Compte-rendu repris de Histoire des sociétés rurales, p. 226-228, n°48, 2° semestre 2017
Salon de l’agriculture oblige, hommes politiques et médias font un petit tour auprès des agriculteurs et puis s’en vont…
Pour ne pas sombrer dans la nostalgie béate des campagnes d’antan ni oublier les responsabilités des orientations politiques suivies dans le vif recul du nombre d’agriculteurs, un livre militant qui critique la Politique agricole commune et ses évolutions, sans sombrer dans le souverainisme ou le repli national. Un livre utile à ceux qui s’intéressent aux réalités du monde agricole et aux citoyens.

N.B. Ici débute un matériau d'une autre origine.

// Copyright (c) Microsoft Corporation.
// Licensed under the MIT license.

//! Release history

#[allow(unused_imports)]
use crate::*; // For docs

/// # v0.1.0 (2026-10-18)
/// - Initial release: [`Guid`], [`EventKey`], [`EventDescriptor`], [`FieldDescriptor`],
///   [`FieldKind`], [`ScalarType`], [`PointerWidth`], [`HeaderFlags`].
pub mod v0_1_0 {}
// Copyright (c) Microsoft Corporation.
// Licensed under the MIT license.

use core::fmt;

use crate::enums::FieldKind;
use crate::guid::Guid;

/// Identity of an event schema: the tuple used to select the field layout
/// for an arriving record.
///
/// A given provider may reuse an event id with different versions or opcodes,
/// and each combination may have its own layout. Classic (MOF) kernel events
/// are distinguished by opcode, manifest events by id and version.
#[derive(Clone, Copy, Debug, Default, PartialEq, Eq, Hash, PartialOrd, Ord)]
pub struct EventKey {
    /// Id of the provider that emitted the event.
    pub provider: Guid,

    /// Event id. Classic kernel events use 0.
    pub id: u16,

    /// Version of the event's layout.
    pub version: u8,

    /// Event opcode, e.g. 1=start, 2=stop, or a provider-defined value.
    pub opcode: u8,
}

impl EventKey {
    /// Creates a new key.
    pub const fn new(provider: Guid, id: u16, version: u8, opcode: u8) -> EventKey {
        return EventKey {
            provider,
            id,
            version,
            opcode,
        };
    }
}

impl fmt::Display for EventKey {
    /// Formats as `{provider}/id=N,v=N,op=N`.
    fn fmt(&self, f: &mut fmt::Formatter<'_>) -> fmt::Result {
        return write!(
            f,
            "{{{}}}/id={},v={},op={}",
            self.provider, self.id, self.version, self.opcode
        );
    }
}

/// Characteristics of an ETW event: the `EVENT_DESCRIPTOR` that appears in
/// every `EVENT_HEADER`.
#[repr(C)]
#[derive(Clone, Copy, Debug, Default, PartialEq, Eq, Hash)]
pub struct EventDescriptor {
    /// Event id. Classic kernel events use 0.
    pub id: u16,

    /// Version of the event's layout.
    pub version: u8,

    /// Channel the event is logged to.
    pub channel: u8,

    /// Severity level: 1=critical, 2=error, 3=warning, 4=info, 5=verbose.
    pub level: u8,

    /// Event opcode.
    pub opcode: u8,

    /// Provider-defined task.
    pub task: u16,

    /// Keyword (category) bits.
    pub keyword: u64,
}

impl EventDescriptor {
    /// Size of the encoded descriptor in bytes.
    pub const SIZE: usize = 16;

    /// Returns the key used to look up this event's schema.
    pub const fn key(&self, provider: Guid) -> EventKey {
        return EventKey::new(provider, self.id, self.version, self.opcode);
    }
}

/// Name and layout of one field in an event schema.
///
/// Schema tables are usually `static` data, so this is const-constructible.
#[derive(Clone, Copy, Debug, PartialEq, Eq, Hash)]
pub struct FieldDescriptor<'s> {
    /// Field name, e.g. `"ProcessId"`.
    pub name: &'s str,

    /// Field layout.
    pub kind: FieldKind,
}

impl<'s> FieldDescriptor<'s> {
    /// Creates a new field descriptor.
    pub const fn new(name: &'s str, kind: FieldKind) -> Self {
        return Self { name, kind };
    }
}

impl<'s> fmt::Display for FieldDescriptor<'s> {
    fn fmt(&self, f: &mut fmt::Formatter<'_>) -> fmt::Result {
        return write!(f, "{}: {}", self.name, self.kind);
    }
}
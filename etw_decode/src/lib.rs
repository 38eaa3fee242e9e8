// Copyright (c) Microsoft Corporation.
// Licensed under the MIT license.

#![no_std]
#![warn(missing_docs)]
#![allow(clippy::needless_return)]

//! ETW trace record decoding
//!
//! Decodes the binary payload of an ETW record into named, typed values,
//! given the record's header and a field layout from a [`SchemaCatalogue`].
//!
//! - [`RecordEnvelope`] is a borrowed view of one record: header, pointer
//!   width, and payload bytes.
//! - [`FieldCursor`] finds the offset of each field, scanning variable-length
//!   text as needed and memoizing the results.
//! - [`EventDecoder`] looks up a record's schema and decodes every field into
//!   a [`DecodedEvent`].
//!
//! ```
//! use etw_decode::*;
//! use etw_types::*;
//!
//! let mut catalogue = SchemaCatalogue::new();
//! kernel_schemas::register_kernel_schemas(&mut catalogue).unwrap();
//!
//! let header = RecordHeader {
//!     provider: kernel_schemas::THREAD_GUID,
//!     descriptor: EventDescriptor { version: 2, opcode: 72, ..EventDescriptor::default() },
//!     ..RecordHeader::default()
//! };
//! let payload = [4, 0, 0, 0, 8, 0, 0, 0, b'T', 0, 0, 0];
//! let record = RecordEnvelope::new(header, PointerWidth::Bits64, &payload);
//!
//! let event = EventDecoder::new(&catalogue).decode(&record).unwrap();
//! assert_eq!("Thread/SetName", event.name());
//! assert_eq!(Some("T"), event.get("ThreadName").and_then(|v| v.as_str()));
//! ```

extern crate alloc;

pub use address::AddressSequence;
pub use cursor::FieldCursor;
pub use cursor::FieldSpan;
pub use cursor::MAX_FIELDS;
pub use decoder::DecodedEvent;
pub use decoder::EventDecoder;
pub use error::DecodeError;
pub use error::SchemaError;
pub use options::DecodeOptions;
pub use record::RecordEnvelope;
pub use record::RecordHeader;
pub use schema::EventSchema;
pub use schema::SchemaCatalogue;
pub use value::FieldValue;

pub mod changelog;
pub mod display;
pub mod kernel_schemas;
pub mod scalar;
pub mod text;

mod address;
mod cursor;
mod decoder;
mod error;
mod options;
mod record;
mod schema;
mod value;
// Copyright (c) Microsoft Corporation.
// Licensed under the MIT license.

use alloc::string::String;
use core::fmt;

use etw_types::Guid;
use etw_types::ScalarType;

use crate::display;
use crate::scalar;
use crate::AddressSequence;
use crate::DecodeOptions;

/// A typed value decoded from one field of a record.
///
/// Text is decoded into an owned `String`. Address arrays stay borrowed from
/// the record's payload (`'dat`) and are walked lazily.
#[derive(Clone, Debug, PartialEq)]
pub enum FieldValue<'dat> {
    /// `Fixed(U8)`.
    U8(u8),
    /// `Fixed(I8)`.
    I8(i8),
    /// `Fixed(Bool)`.
    Bool(bool),
    /// `Fixed(U16)`.
    U16(u16),
    /// `Fixed(I16)`.
    I16(i16),
    /// `Fixed(U32)`.
    U32(u32),
    /// `Fixed(I32)`.
    I32(i32),
    /// `Fixed(HexU32)`.
    HexU32(u32),
    /// `Fixed(U64)`.
    U64(u64),
    /// `Fixed(I64)`.
    I64(i64),
    /// `Fixed(HexU64)`.
    HexU64(u64),
    /// `Fixed(F32)`.
    F32(f32),
    /// `Fixed(F64)`.
    F64(f64),
    /// `Fixed(Guid)`.
    Guid(Guid),
    /// `Fixed(FileTime)`: 100ns intervals since 1601-01-01.
    FileTime(i64),
    /// `Pointer`, widened to 64 bits.
    Pointer(u64),
    /// `Utf16Text`, without the terminator.
    Text(String),
    /// `AnsiText`, without the terminator.
    AnsiText(String),
    /// `AddressArray`.
    Addresses(AddressSequence<'dat>),
}

impl<'dat> FieldValue<'dat> {
    /// Reads a value of type `scalar_type` from the start of `bytes`.
    /// PRECONDITION: bytes.len() >= scalar_type.size()
    pub fn from_scalar(scalar_type: ScalarType, bytes: &[u8]) -> Self {
        return match scalar_type {
            ScalarType::U8 => FieldValue::U8(scalar::read_u8(bytes)),
            ScalarType::I8 => FieldValue::I8(scalar::read_i8(bytes)),
            ScalarType::Bool => FieldValue::Bool(scalar::read_bool(bytes)),
            ScalarType::U16 => FieldValue::U16(scalar::read_u16(bytes)),
            ScalarType::I16 => FieldValue::I16(scalar::read_i16(bytes)),
            ScalarType::U32 => FieldValue::U32(scalar::read_u32(bytes)),
            ScalarType::I32 => FieldValue::I32(scalar::read_i32(bytes)),
            ScalarType::HexU32 => FieldValue::HexU32(scalar::read_u32(bytes)),
            ScalarType::U64 => FieldValue::U64(scalar::read_u64(bytes)),
            ScalarType::I64 => FieldValue::I64(scalar::read_i64(bytes)),
            ScalarType::HexU64 => FieldValue::HexU64(scalar::read_u64(bytes)),
            ScalarType::F32 => FieldValue::F32(scalar::read_f32(bytes)),
            ScalarType::F64 => FieldValue::F64(scalar::read_f64(bytes)),
            ScalarType::Guid => FieldValue::Guid(scalar::read_guid(bytes)),
            ScalarType::FileTime => FieldValue::FileTime(scalar::read_i64(bytes)),
        };
    }

    /// Returns the value as u64 if it is an unsigned integer, bool, or pointer.
    pub fn as_u64(&self) -> Option<u64> {
        return match *self {
            FieldValue::U8(v) => Some(v as u64),
            FieldValue::Bool(v) => Some(v as u64),
            FieldValue::U16(v) => Some(v as u64),
            FieldValue::U32(v) | FieldValue::HexU32(v) => Some(v as u64),
            FieldValue::U64(v) | FieldValue::HexU64(v) | FieldValue::Pointer(v) => Some(v),
            _ => None,
        };
    }

    /// Returns the value as i64 if it is an integer that fits in i64.
    pub fn as_i64(&self) -> Option<i64> {
        return match *self {
            FieldValue::I8(v) => Some(v as i64),
            FieldValue::I16(v) => Some(v as i64),
            FieldValue::I32(v) => Some(v as i64),
            FieldValue::I64(v) | FieldValue::FileTime(v) => Some(v),
            _ => match self.as_u64() {
                Some(v) => i64::try_from(v).ok(),
                None => None,
            },
        };
    }

    /// Returns the value as f64 if it is a float.
    pub fn as_f64(&self) -> Option<f64> {
        return match *self {
            FieldValue::F32(v) => Some(v as f64),
            FieldValue::F64(v) => Some(v),
            _ => None,
        };
    }

    /// Returns the value if it is a bool.
    pub fn as_bool(&self) -> Option<bool> {
        return match *self {
            FieldValue::Bool(v) => Some(v),
            _ => None,
        };
    }

    /// Returns the value if it is a GUID.
    pub fn as_guid(&self) -> Option<Guid> {
        return match *self {
            FieldValue::Guid(v) => Some(v),
            _ => None,
        };
    }

    /// Returns the text if the value is `Text` or `AnsiText`.
    pub fn as_str(&self) -> Option<&str> {
        return match self {
            FieldValue::Text(v) | FieldValue::AnsiText(v) => Some(v),
            _ => None,
        };
    }

    /// Returns a fresh sequence over the addresses if the value is `Addresses`.
    pub fn as_addresses(&self) -> Option<AddressSequence<'dat>> {
        return match self {
            FieldValue::Addresses(v) => Some(*v),
            _ => None,
        };
    }

    /// Returns a formatter that writes the value as JSON.
    pub fn json_display(&self, options: DecodeOptions) -> display::FieldValueJsonDisplay<'_, 'dat> {
        return display::FieldValueJsonDisplay::new(self, options);
    }
}

impl<'dat> fmt::Display for FieldValue<'dat> {
    /// Writes the value as text: integers in decimal, hex integers and
    /// pointers as `0x...`, FILETIME as a date if possible, addresses as a
    /// bracketed list.
    fn fmt(&self, f: &mut fmt::Formatter<'_>) -> fmt::Result {
        return match self {
            FieldValue::U8(v) => write!(f, "{}", v),
            FieldValue::I8(v) => write!(f, "{}", v),
            FieldValue::Bool(v) => write!(f, "{}", v),
            FieldValue::U16(v) => write!(f, "{}", v),
            FieldValue::I16(v) => write!(f, "{}", v),
            FieldValue::U32(v) => write!(f, "{}", v),
            FieldValue::I32(v) => write!(f, "{}", v),
            FieldValue::HexU32(v) => write!(f, "0x{:X}", v),
            FieldValue::U64(v) => write!(f, "{}", v),
            FieldValue::I64(v) => write!(f, "{}", v),
            FieldValue::HexU64(v) => write!(f, "0x{:X}", v),
            FieldValue::F32(v) => write!(f, "{}", v),
            FieldValue::F64(v) => write!(f, "{}", v),
            FieldValue::Guid(v) => write!(f, "{}", v),
            FieldValue::FileTime(v) => display::FileTimeDisplay::new(*v).write_to(f),
            FieldValue::Pointer(v) => write!(f, "0x{:X}", v),
            FieldValue::Text(v) | FieldValue::AnsiText(v) => f.write_str(v),
            FieldValue::Addresses(v) => {
                let addresses: AddressSequence<'_> = *v;
                f.write_str("[")?;
                for (i, address) in addresses.enumerate() {
                    if i != 0 {
                        f.write_str(", ")?;
                    }
                    write!(f, "0x{:X}", address)?;
                }
                f.write_str("]")
            }
        };
    }
}
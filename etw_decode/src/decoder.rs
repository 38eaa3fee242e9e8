// Copyright (c) Microsoft Corporation.
// Licensed under the MIT license.

use alloc::vec::Vec;

use etw_types::FieldDescriptor;
use etw_types::PointerWidth;

use crate::display;
use crate::DecodeError;
use crate::DecodeOptions;
use crate::EventSchema;
use crate::FieldCursor;
use crate::FieldValue;
use crate::RecordEnvelope;
use crate::RecordHeader;
use crate::SchemaCatalogue;

/// Decodes records using the schemas in a [`SchemaCatalogue`].
///
/// The decoder holds no per-record state, so one decoder can be shared by
/// reference across threads; each call to [`EventDecoder::decode`] uses its
/// own [`FieldCursor`].
#[derive(Clone, Copy, Debug)]
pub struct EventDecoder<'cat, 's> {
    catalogue: &'cat SchemaCatalogue<'s>,
    options: DecodeOptions,
}

impl<'cat, 's> EventDecoder<'cat, 's> {
    /// Creates a decoder that uses [`DecodeOptions::Default`].
    pub const fn new(catalogue: &'cat SchemaCatalogue<'s>) -> Self {
        return Self::with_options(catalogue, DecodeOptions::Default);
    }

    /// Creates a decoder with the specified options.
    pub const fn with_options(catalogue: &'cat SchemaCatalogue<'s>, options: DecodeOptions) -> Self {
        return Self { catalogue, options };
    }

    /// The catalogue used to find schemas.
    pub const fn catalogue(&self) -> &'cat SchemaCatalogue<'s> {
        return self.catalogue;
    }

    /// The options used for decoding.
    pub const fn options(&self) -> DecodeOptions {
        return self.options;
    }

    /// Finds the schema for `record` and decodes all of its fields.
    ///
    /// Returns `UnknownSchema` if the catalogue has no schema for the
    /// record's key, or the first error encountered while decoding a field.
    /// No partially-decoded event is returned.
    pub fn decode<'dat>(
        &self,
        record: &RecordEnvelope<'dat>,
    ) -> Result<DecodedEvent<'s, 'dat>, DecodeError> {
        let schema = *self.catalogue.lookup(&record.key())?;
        return Self::decode_with_schema(record, schema, self.options);
    }

    /// Decodes all fields of `record` using `schema`, without consulting a
    /// catalogue. The caller is responsible for choosing a matching schema.
    pub fn decode_with_schema<'dat>(
        record: &RecordEnvelope<'dat>,
        schema: EventSchema<'s>,
        options: DecodeOptions,
    ) -> Result<DecodedEvent<'s, 'dat>, DecodeError> {
        let mut cursor = FieldCursor::with_options(record, schema.fields, options)?;
        let mut values = Vec::with_capacity(schema.fields.len());
        for index in 0..schema.fields.len() {
            values.push(cursor.value(index)?);
        }

        return Ok(DecodedEvent {
            header: *record.header(),
            pointer_width: record.pointer_width(),
            schema,
            values,
        });
    }
}

/// The named, typed values of one record, in declaration order.
///
/// Text values are owned. Address arrays borrow from the record's payload,
/// so the event cannot outlive the buffer it was decoded from.
#[derive(Clone, Debug, PartialEq)]
pub struct DecodedEvent<'s, 'dat> {
    header: RecordHeader,
    pointer_width: PointerWidth,
    schema: EventSchema<'s>,
    values: Vec<FieldValue<'dat>>,
}

impl<'s, 'dat> DecodedEvent<'s, 'dat> {
    /// Header of the record that was decoded.
    pub const fn header(&self) -> &RecordHeader {
        return &self.header;
    }

    /// Pointer width of the record that was decoded.
    pub const fn pointer_width(&self) -> PointerWidth {
        return self.pointer_width;
    }

    /// Schema used to decode the record.
    pub const fn schema(&self) -> &EventSchema<'s> {
        return &self.schema;
    }

    /// Schema name, e.g. `"Thread/SetName"`.
    pub const fn name(&self) -> &'s str {
        return self.schema.name;
    }

    /// Number of fields.
    pub fn len(&self) -> usize {
        return self.values.len();
    }

    /// Returns true if the schema has no fields.
    pub fn is_empty(&self) -> bool {
        return self.values.is_empty();
    }

    /// Returns the value of the first field named `name`, or `None`.
    pub fn get(&self, name: &str) -> Option<&FieldValue<'dat>> {
        return self.schema.index_of(name).map(|index| &self.values[index]);
    }

    /// Returns the value of field `index`, or `None` if out of range.
    pub fn value(&self, index: usize) -> Option<&FieldValue<'dat>> {
        return self.values.get(index);
    }

    /// Values in declaration order.
    pub fn values(&self) -> &[FieldValue<'dat>] {
        return &self.values;
    }

    /// Iterates (field, value) pairs in declaration order.
    pub fn iter(&self) -> impl Iterator<Item = (&'s FieldDescriptor<'s>, &FieldValue<'dat>)> {
        return self.schema.fields.iter().zip(self.values.iter());
    }

    /// Returns a formatter that writes the event as a JSON object, e.g.
    /// `{ "n": "Thread/SetName", "ProcessId": 4, ..., "meta": { ... } }`.
    pub fn json_display(&self, options: DecodeOptions) -> display::DecodedEventJsonDisplay<'_, 's, 'dat> {
        return display::DecodedEventJsonDisplay::new(self, options);
    }
}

Gérard Choplin a été animateur syndical pendant plusieurs dizaines d’années. Il est recruté, en 1982, par la Confédération nationale des syndicats de travailleurs paysans (CNSTP), une des sensibilités qui donne naissance à la Confédération paysanne en 1987. À ce titre, il suit, à partir du début des années 1980, les premières rencontres entre organisations paysannes contestataires de divers pays d’Europe ainsi que la création de la Coordination paysanne européenne (CPE, née en décembre 1986 dont la CP sera membre). Il en devient animateur à partir de 1988, à Bruxelles, où celle-ci s’installe en 1989. Il le restera jusqu’en 2012, après la transformation de cette coordination en EC-VC (Coordination européenne-Via campesina) créée en 2008.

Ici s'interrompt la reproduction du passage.